**Work order:**
Please filter the data down to the lines that include the word "side" and copy them.

**Exercise inputs:**
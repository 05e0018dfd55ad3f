//! Fixed anchor mesh.
//!
//! Anchors are laid out on an evenly spaced `resolution × resolution`
//! lattice over the target bounds grown by a buffer fraction. Generation
//! is row-major: rows run south to north, and within a row anchors run
//! west to east, so `AnchorId(row * resolution + col)`.

use risk_map_geography_models::{AnchorId, AnchorPoint, BoundingBox, LatLon};

/// Fraction of each span added on every side of the target bounds.
pub const DEFAULT_BUFFER_FRACTION: f64 = 0.05;

/// An immutable set of anchors generated from bounds and resolution.
#[derive(Debug, Clone, PartialEq)]
pub struct AnchorMesh {
    bounds: BoundingBox,
    resolution: u32,
    buffer_fraction: f64,
    anchors: Vec<AnchorPoint>,
}

impl AnchorMesh {
    /// Builds the mesh with the default 5% buffer.
    #[must_use]
    pub fn build(bounds: BoundingBox, resolution: u32) -> Self {
        Self::build_with_buffer(bounds, resolution, DEFAULT_BUFFER_FRACTION)
    }

    /// Builds the mesh with an explicit buffer fraction.
    ///
    /// Invalid bounds produce an empty mesh.
    #[must_use]
    pub fn build_with_buffer(bounds: BoundingBox, resolution: u32, buffer_fraction: f64) -> Self {
        let anchors = if bounds.is_valid() && buffer_fraction.is_finite() {
            let extent = bounds.expanded(buffer_fraction);
            let lats = linspace(extent.south, extent.north, resolution);
            let lons = linspace(extent.west, extent.east, resolution);

            let mut anchors = Vec::with_capacity(lats.len() * lons.len());
            let mut next_id = 0_u32;
            for &latitude in &lats {
                for &longitude in &lons {
                    anchors.push(AnchorPoint {
                        id: AnchorId(next_id),
                        latitude,
                        longitude,
                    });
                    next_id += 1;
                }
            }
            anchors
        } else {
            log::warn!("Refusing to build an anchor mesh over invalid bounds {bounds:?}");
            Vec::new()
        };

        Self {
            bounds,
            resolution,
            buffer_fraction,
            anchors,
        }
    }

    /// Target bounds the mesh was built for (before buffering).
    #[must_use]
    pub const fn bounds(&self) -> BoundingBox {
        self.bounds
    }

    /// Bounds actually covered by anchors (after buffering).
    #[must_use]
    pub fn extent(&self) -> BoundingBox {
        self.bounds.expanded(self.buffer_fraction)
    }

    /// Anchors per side.
    #[must_use]
    pub const fn resolution(&self) -> u32 {
        self.resolution
    }

    /// Buffer fraction used to grow the bounds.
    #[must_use]
    pub const fn buffer_fraction(&self) -> f64 {
        self.buffer_fraction
    }

    /// Anchors in generation order.
    #[must_use]
    pub fn anchors(&self) -> &[AnchorPoint] {
        &self.anchors
    }

    /// Anchor positions in generation order.
    #[must_use]
    pub fn positions(&self) -> Vec<LatLon> {
        self.anchors.iter().map(AnchorPoint::position).collect()
    }

    /// Looks up an anchor by id.
    #[must_use]
    pub fn get(&self, id: AnchorId) -> Option<&AnchorPoint> {
        self.anchors.get(id.index())
    }

    /// Number of anchors.
    #[must_use]
    pub fn len(&self) -> usize {
        self.anchors.len()
    }

    /// Returns `true` if the mesh has no anchors.
    #[must_use]
    pub fn is_empty(&self) -> bool {
        self.anchors.is_empty()
    }

    /// Consumes the mesh, returning its anchors.
    #[must_use]
    pub fn into_anchors(self) -> Vec<AnchorPoint> {
        self.anchors
    }
}

/// `n` evenly spaced values from `start` to `end`, both endpoints included.
///
/// A single value is the midpoint; zero values is empty.
#[must_use]
pub fn linspace(start: f64, end: f64, n: u32) -> Vec<f64> {
    match n {
        0 => Vec::new(),
        1 => vec![start.midpoint(end)],
        _ => {
            let step = (end - start) / f64::from(n - 1);
            (0..n)
                .map(|i| {
                    if i == n - 1 {
                        end
                    } else {
                        step.mul_add(f64::from(i), start)
                    }
                })
                .collect()
        }
    }
}
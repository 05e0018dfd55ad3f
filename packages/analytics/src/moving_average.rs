//! Trailing moving averages of daily counts.
//!
//! Warm-up convention: the first `window - 1` points of a series average
//! over however many days exist so far (a minimum of one period), so every
//! day in a series has a value. Each series is zero-filled between its own
//! first and last observed day.

use std::collections::BTreeMap;

use chrono::NaiveDate;
use risk_map_analytics_models::MovingAverageRow;

use crate::{AnalyticsError, TrendAggregator};

/// Trailing mean of `values` over `window` points with a minimum of one
/// period.
///
/// `window` of zero is treated as one.
#[must_use]
#[allow(clippy::cast_precision_loss)]
pub fn trailing_means(values: &[f64], window: usize) -> Vec<f64> {
    let window = window.max(1);
    let mut means = Vec::with_capacity(values.len());
    let mut sum = 0.0;
    for (i, value) in values.iter().enumerate() {
        sum += value;
        if i >= window {
            sum -= values[i - window];
        }
        let periods = (i + 1).min(window);
        means.push(sum / periods as f64);
    }
    means
}

type SeriesKey<'a> = (&'a str, Option<&'a str>);

impl TrendAggregator<'_> {
    /// Trailing simple moving average of daily counts per region, or per
    /// (region, category label) when `by_category` is set.
    ///
    /// Rows are ordered by region, then category, then date.
    ///
    /// # Errors
    ///
    /// Returns [`AnalyticsError::EmptyWindow`] if `window_days` is zero.
    #[allow(clippy::cast_precision_loss)]
    pub fn moving_average(
        &self,
        window_days: usize,
        by_category: bool,
    ) -> Result<Vec<MovingAverageRow>, AnalyticsError> {
        if window_days == 0 {
            return Err(AnalyticsError::EmptyWindow);
        }

        let mut daily: BTreeMap<SeriesKey<'_>, BTreeMap<NaiveDate, u64>> = BTreeMap::new();
        for obs in self.filtered(None, None) {
            let category = by_category.then(|| obs.category_label());
            *daily
                .entry((obs.region_label(), category))
                .or_default()
                .entry(obs.date())
                .or_default() += 1;
        }

        let mut rows = Vec::new();
        for ((region, category), counts) in daily {
            let (Some(first), Some(last)) = (
                counts.keys().next().copied(),
                counts.keys().next_back().copied(),
            ) else {
                continue;
            };

            let days: Vec<NaiveDate> = first.iter_days().take_while(|d| *d <= last).collect();
            let filled: Vec<u64> = days
                .iter()
                .map(|d| counts.get(d).copied().unwrap_or(0))
                .collect();
            let as_f64: Vec<f64> = filled.iter().map(|c| *c as f64).collect();
            let means = trailing_means(&as_f64, window_days);

            for ((date, daily_count), moving_average) in days.into_iter().zip(filled).zip(means) {
                rows.push(MovingAverageRow {
                    date,
                    region: region.to_string(),
                    category: category.map(str::to_string),
                    daily_count,
                    moving_average,
                });
            }
        }

        log::debug!(
            "Computed {}-day moving average: {} rows",
            window_days,
            rows.len()
        );
        Ok(rows)
    }
}

#[cfg(test)]
mod tests {
    use risk_map_observation_models::Observation;

    use super::*;
    use crate::test_support::{at, regions};

    #[test]
    fn warm_up_averages_available_days() {
        let means = trailing_means(&[3.0, 6.0, 9.0, 0.0, 3.0], 3);
        assert!((means[0] - 3.0).abs() < 1e-12);
        assert!((means[1] - 4.5).abs() < 1e-12);
        assert!((means[2] - 6.0).abs() < 1e-12);
        // Steady state: full three-day window.
        assert!((means[3] - 5.0).abs() < 1e-12);
        assert!((means[4] - 4.0).abs() < 1e-12);
    }

    #[test]
    fn window_of_one_is_identity() {
        assert_eq!(trailing_means(&[1.0, 5.0, 2.0], 1), vec![1.0, 5.0, 2.0]);
        assert!(trailing_means(&[], 7).is_empty());
    }

    #[test]
    fn zero_window_is_rejected() {
        let regions = regions();
        assert_eq!(
            TrendAggregator::new(&[], &regions).moving_average(0, false),
            Err(AnalyticsError::EmptyWindow)
        );
    }

    #[test]
    fn series_are_zero_filled_per_region() {
        let data = vec![
            Observation::new(32.78, -96.8, at(2024, 1, 1)).with_region("Dallas"),
            Observation::new(32.78, -96.8, at(2024, 1, 1)).with_region("Dallas"),
            Observation::new(32.78, -96.8, at(2024, 1, 4)).with_region("Dallas"),
            Observation::new(32.75, -97.3, at(2024, 1, 2)).with_region("Fort Worth"),
        ];
        let regions = regions();
        let rows = TrendAggregator::new(&data, &regions)
            .moving_average(2, false)
            .unwrap();

        let dallas: Vec<&MovingAverageRow> = rows.iter().filter(|r| r.region == "Dallas").collect();
        assert_eq!(dallas.len(), 4);
        let counts: Vec<u64> = dallas.iter().map(|r| r.daily_count).collect();
        assert_eq!(counts, vec![2, 0, 0, 1]);
        let averages: Vec<f64> = dallas.iter().map(|r| r.moving_average).collect();
        assert_eq!(averages, vec![2.0, 1.0, 0.0, 0.5]);
        assert!(dallas.iter().all(|r| r.category.is_none()));

        let fort_worth: Vec<&MovingAverageRow> =
            rows.iter().filter(|r| r.region == "Fort Worth").collect();
        assert_eq!(fort_worth.len(), 1);
        assert!((fort_worth[0].moving_average - 1.0).abs() < f64::EPSILON);
    }

    #[test]
    fn by_category_splits_series() {
        let data = vec![
            Observation::new(32.78, -96.8, at(2024, 1, 1))
                .with_category("THEFT")
                .with_region("Dallas"),
            Observation::new(32.78, -96.8, at(2024, 1, 2))
                .with_category("ASSAULT")
                .with_region("Dallas"),
            Observation::new(32.78, -96.8, at(2024, 1, 3))
                .with_category("THEFT")
                .with_region("Dallas"),
        ];
        let regions = regions();
        let rows = TrendAggregator::new(&data, &regions)
            .moving_average(7, true)
            .unwrap();

        let theft: Vec<&MovingAverageRow> = rows
            .iter()
            .filter(|r| r.category.as_deref() == Some("THEFT"))
            .collect();
        assert_eq!(theft.len(), 3);
        assert!((theft[2].moving_average - 2.0 / 3.0).abs() < 1e-12);

        let assault: Vec<&MovingAverageRow> = rows
            .iter()
            .filter(|r| r.category.as_deref() == Some("ASSAULT"))
            .collect();
        assert_eq!(assault.len(), 1);
        assert!((assault[0].moving_average - 1.0).abs() < f64::EPSILON);
    }
}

**Expected output:**
/// Fraction of each span added on every side of the target bounds.
    /// Anchors per side.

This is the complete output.